Sodiq Jimoh

Posted on Apr 6

Deploying Backstage on Kubernetes with the Helm Chart: The Infrastructure-First Guide

#backstage #kubernetes #devops #platformengineering

Who this is for: Engineers deploying Backstage on Kubernetes via the
official Helm chart who want a working portal, not just a running pod.
This guide starts where most tutorials end — after helm install succeeds
but before anything actually works.

A few weeks ago I published an article called
"Nine Ways Backstage Breaks Before Your Developer Portal Works".
A Backstage maintainer read it and gave me structured feedback. The core of
it was this: several of the failures I documented were caused by not
following the official getting-started documentation before using the Helm
chart, and by using the demo image as if it were a production-ready base.

They were right. This article is the follow-up they suggested — and the one
I should have written first.

It does not repeat the previous article. It starts earlier, goes deeper on
Helm-specific configuration, and correctly attributes failures to their
actual causes rather than blaming Backstage for things that are ArgoCD,
Traefik, or operator error.

Official resources you should read alongside this guide:

Project repo referenced throughout:
github.com/sodiq-code/neuroscale-platform

The one thing you must understand before installing the Helm chart

The Backstage Helm chart uses a demo image by default. The chart README
contains this explicit warning:

The Backstage chart is not an official Backstage project and is not
supported by the Backstage core team. The default image used in this chart
is for demo purposes only.

This single fact explains most of the configuration friction you will
encounter. The demo image does not behave like a real Backstage application
built with backstage new app. It has different startup characteristics,
different configuration defaults, and different failure modes.

What this means practically:

If you are building a real developer portal — not just running a demo — you
should follow the official getting started guide
to create your own Backstage application first, build a custom Docker image
from it, and then use the Helm chart to deploy that image. The chart's
image.repository and image.tag values are where you point to your
own image.

If you are experimenting, learning, or building an integration platform
where Backstage is one component (as in the NeuroScale project), the demo
image path is workable — but you need to understand its limitations and
configure it correctly.

This guide covers the Helm chart path specifically, with the official docs
as the reference point throughout.

The values hierarchy that breaks everything silently

This is the most important configuration concept in the entire Helm chart.
Get this wrong and every override you write will be silently ignored.

The Backstage Helm chart is a wrapper chart — Backstage itself is a
dependency inside it. The dependency is named backstage.
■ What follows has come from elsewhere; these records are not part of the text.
use crate::core::{extract, prompt, scoring};
use crate::core::extract::ExtractError;
use crate::models::{FallbackWeights, JobPosting, MatchResult, UserProfile};
use crate::services::{LlmClient, LlmError};
use async_trait::async_trait;
use std::sync::Arc;
use thiserror::Error;

/// Maximum number of recommendations returned per request
pub const MAX_RECOMMENDATIONS: usize = 3;

/// Reasons a recommendation strategy can fail
#[derive(Debug, Error)]
pub enum RecommendError {
    #[error("text-generation call failed: {0}")]
    Llm(#[from] LlmError),

    #[error("text-generation service returned no content")]
    EmptyResponse,

    #[error(transparent)]
    Extract(#[from] ExtractError),
}

/// A strategy that ranks a job corpus for a profile
#[async_trait]
pub trait Recommender: Send + Sync {
    /// Short name used in logs
    fn name(&self) -> &str;

    /// Rank the jobs, returning at most `MAX_RECOMMENDATIONS` results sorted
    /// by descending score
    async fn recommend(
        &self,
        profile: &UserProfile,
        jobs: &[JobPosting],
    ) -> Result<Vec<MatchResult>, RecommendError>;
}

/// Sort by score (descending, stable) and keep the top results
fn rank(mut results: Vec<MatchResult>) -> Vec<MatchResult> {
    results.sort_by(|a, b| b.match_score.cmp(&a.match_score));
    results.truncate(MAX_RECOMMENDATIONS);
    results
}

/// Primary strategy: asks an external language model to rank the jobs
pub struct LlmRecommender {
    client: LlmClient,
}

impl LlmRecommender {
    pub fn new(client: LlmClient) -> Self {
        Self { client }
    }
}

#[async_trait]
impl Recommender for LlmRecommender {
    fn name(&self) -> &str {
        "llm"
    }

    async fn recommend(
        &self,
        profile: &UserProfile,
        jobs: &[JobPosting],
    ) -> Result<Vec<MatchResult>, RecommendError> {
        let messages = prompt::build_messages(profile, jobs);
        let content = self.client.complete(&messages).await?;

        if content.trim().is_empty() {
            return Err(RecommendError::EmptyResponse);
        }

        let picks = extract::parse_picks(&content)?;
        tracing::debug!("Model returned {} usable picks", picks.len());

        Ok(rank(extract::join_picks(&picks, jobs)))
    }
}

/// Fallback strategy: deterministic local weighted scoring
#[derive(Debug, Clone, Copy, Default)]
pub struct FallbackRecommender {
    weights: FallbackWeights,
}

impl FallbackRecommender {
    pub fn new(weights: FallbackWeights) -> Self {
        Self { weights }
    }

    pub fn weights(&self) -> &FallbackWeights {
        &self.weights
    }

    /// Score every job and return the top matches. Never fails.
    pub fn rank_jobs(&self, profile: &UserProfile, jobs: &[JobPosting]) -> Vec<MatchResult> {
        let results = jobs
            .iter()
            .map(|job| {
                let score = scoring::calculate_job_score(profile, job, &self.weights);
                MatchResult {
                    job: job.clone(),
                    match_score: score.score,
                    match_reason: scoring::describe_match(profile, job, &score),
                }
            })
            .collect();

        rank(results)
    }
}

#[async_trait]
impl Recommender for FallbackRecommender {
    fn name(&self) -> &str {
        "fallback"
    }

    async fn recommend(
        &self,
        profile: &UserProfile,
        jobs: &[JobPosting],
    ) -> Result<Vec<MatchResult>, RecommendError> {
        Ok(self.rank_jobs(profile, jobs))
    }
}

/// Main recommendation orchestrator
///
/// Tries the primary strategy first; any failure is logged and answered by
/// the fallback scorer, so callers always receive a (possibly empty) list.
#[derive(Clone)]
pub struct RecommendationEngine {
    primary: Arc<dyn Recommender>,
    fallback: FallbackRecommender,
}

impl RecommendationEngine {
    pub fn new(primary: Arc<dyn Recommender>, fallback: FallbackRecommender) -> Self {
        Self { primary, fallback }
    }

    pub fn fallback(&self) -> &FallbackRecommender {
        &self.fallback
    }

    /// Recommend up to three jobs for a profile
    pub async fn recommend(&self, profile: &UserProfile, jobs: &[JobPosting]) -> Vec<MatchResult> {
        match self.primary.recommend(profile, jobs).await {
            Ok(results) => {
                tracing::info!(
                    "Strategy '{}' produced {} recommendations",
                    self.primary.name(),
                    results.len()
                );
                results
            }
            Err(e) => {
                tracing::warn!(
                    "Strategy '{}' failed, falling back to local scoring: {}",
                    self.primary.name(),
                    e
                );
                self.fallback.rank_jobs(profile, jobs)
            }
        }
    }
}

#[cfg(test)]
mod tests {
    use super::*;
    use crate::models::{JobType, PreferredJobType};

    struct FailingRecommender;

    #[async_trait]
    impl Recommender for FailingRecommender {
        fn name(&self) -> &str {
            "failing"
        }

        async fn recommend(
            &self,
            _profile: &UserProfile,
            _jobs: &[JobPosting],
        ) -> Result<Vec<MatchResult>, RecommendError> {
            Err(RecommendError::EmptyResponse)
        }
    }

    fn create_profile(skills: &[&str], preferred: PreferredJobType) -> UserProfile {
        UserProfile {
            location: "Seattle".to_string(),
            years_of_experience: 3.0,
            skills: skills.iter().map(|s| s.to_string()).collect(),
            preferred_job_type: preferred,
        }
    }

    fn create_job(id: &str, skills: &[&str], job_type: JobType) -> JobPosting {
        JobPosting {
            id: id.to_string(),
            title: format!("Job {}", id),
            company: "TechCorp".to_string(),
            location: "Seattle, WA".to_string(),
            description: String::new(),
            skills: skills.iter().map(|s| s.to_string()).collect(),
            job_type,
        }
    }

    #[test]
    fn test_rank_is_stable_and_bounded() {
        let fallback = FallbackRecommender::new(FallbackWeights::skills_and_type());
        let profile = create_profile(&["Rust"], PreferredJobType::Any);
        let jobs: Vec<JobPosting> = (0..5)
            .map(|i| create_job(&i.to_string(), &["Go"], JobType::Remote))
            .collect();

        let results = fallback.rank_jobs(&profile, &jobs);

        assert_eq!(results.len(), MAX_RECOMMENDATIONS);
        let ids: Vec<&str> = results.iter().map(|r| r.job.id.as_str()).collect();
        assert_eq!(ids, vec!["0", "1", "2"]);
    }

    #[test]
    fn test_fallback_orders_by_score() {
        let fallback = FallbackRecommender::default();
        let profile = create_profile(&["Python", "SQL"], PreferredJobType::Remote);
        let jobs = vec![
            create_job("none", &["Java"], JobType::Onsite),
            create_job("both", &["Python", "SQL"], JobType::Remote),
            create_job("half", &["Python", "Docker"], JobType::Remote),
        ];

        let results = fallback.rank_jobs(&profile, &jobs);

        let ids: Vec<&str> = results.iter().map(|r| r.job.id.as_str()).collect();
        assert_eq!(ids, vec!["both", "half", "none"]);
        assert_eq!(results[0].match_score, 100);
    }

    #[test]
    fn test_fallback_trait_call_never_fails() {
        let fallback = FallbackRecommender::default();
        let profile = create_profile(&[], PreferredJobType::Hybrid);

        let result = tokio_test::block_on(fallback.recommend(&profile, &[]));

        assert!(result.unwrap().is_empty());
    }

    #[tokio::test]
    async fn test_engine_falls_back_on_primary_failure() {
        let fallback = FallbackRecommender::default();
        let engine = RecommendationEngine::new(Arc::new(FailingRecommender), fallback);
        let profile = create_profile(&["Python"], PreferredJobType::Any);
        let jobs = vec![
            create_job("a", &["Python"], JobType::Remote),
            create_job("b", &["Go"], JobType::Onsite),
        ];

        let results = engine.recommend(&profile, &jobs).await;

        assert_eq!(results, fallback.rank_jobs(&profile, &jobs));
    }
}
This means
configuration for the Backstage application container must be nested under
backstage.backstage.*, not backstage.*.

Wrong — values are silently ignored:

# This looks correct but is placed at the wrong hierarchy level
backstage:
  appConfig:
    app:
      title: My Platform
  startupProbe:
    initialDelaySeconds: 120
  resources:
    requests:
      cpu: 100m

Correct — values reach the Backstage container:

backstage:
  backstage:           # <-- this second level is required
    appConfig:
      app:
        title: My Platform
    startupProbe:
      initialDelaySeconds: 120
    resources:
      requests:
        cpu: 100m

The Helm chart processes the outer backstage key as the dependency name.
Values placed directly under backstage.* are interpreted as chart-level
configuration, not as container configuration. Kubernetes then uses chart
defaults — including probe timings — rather than your overrides.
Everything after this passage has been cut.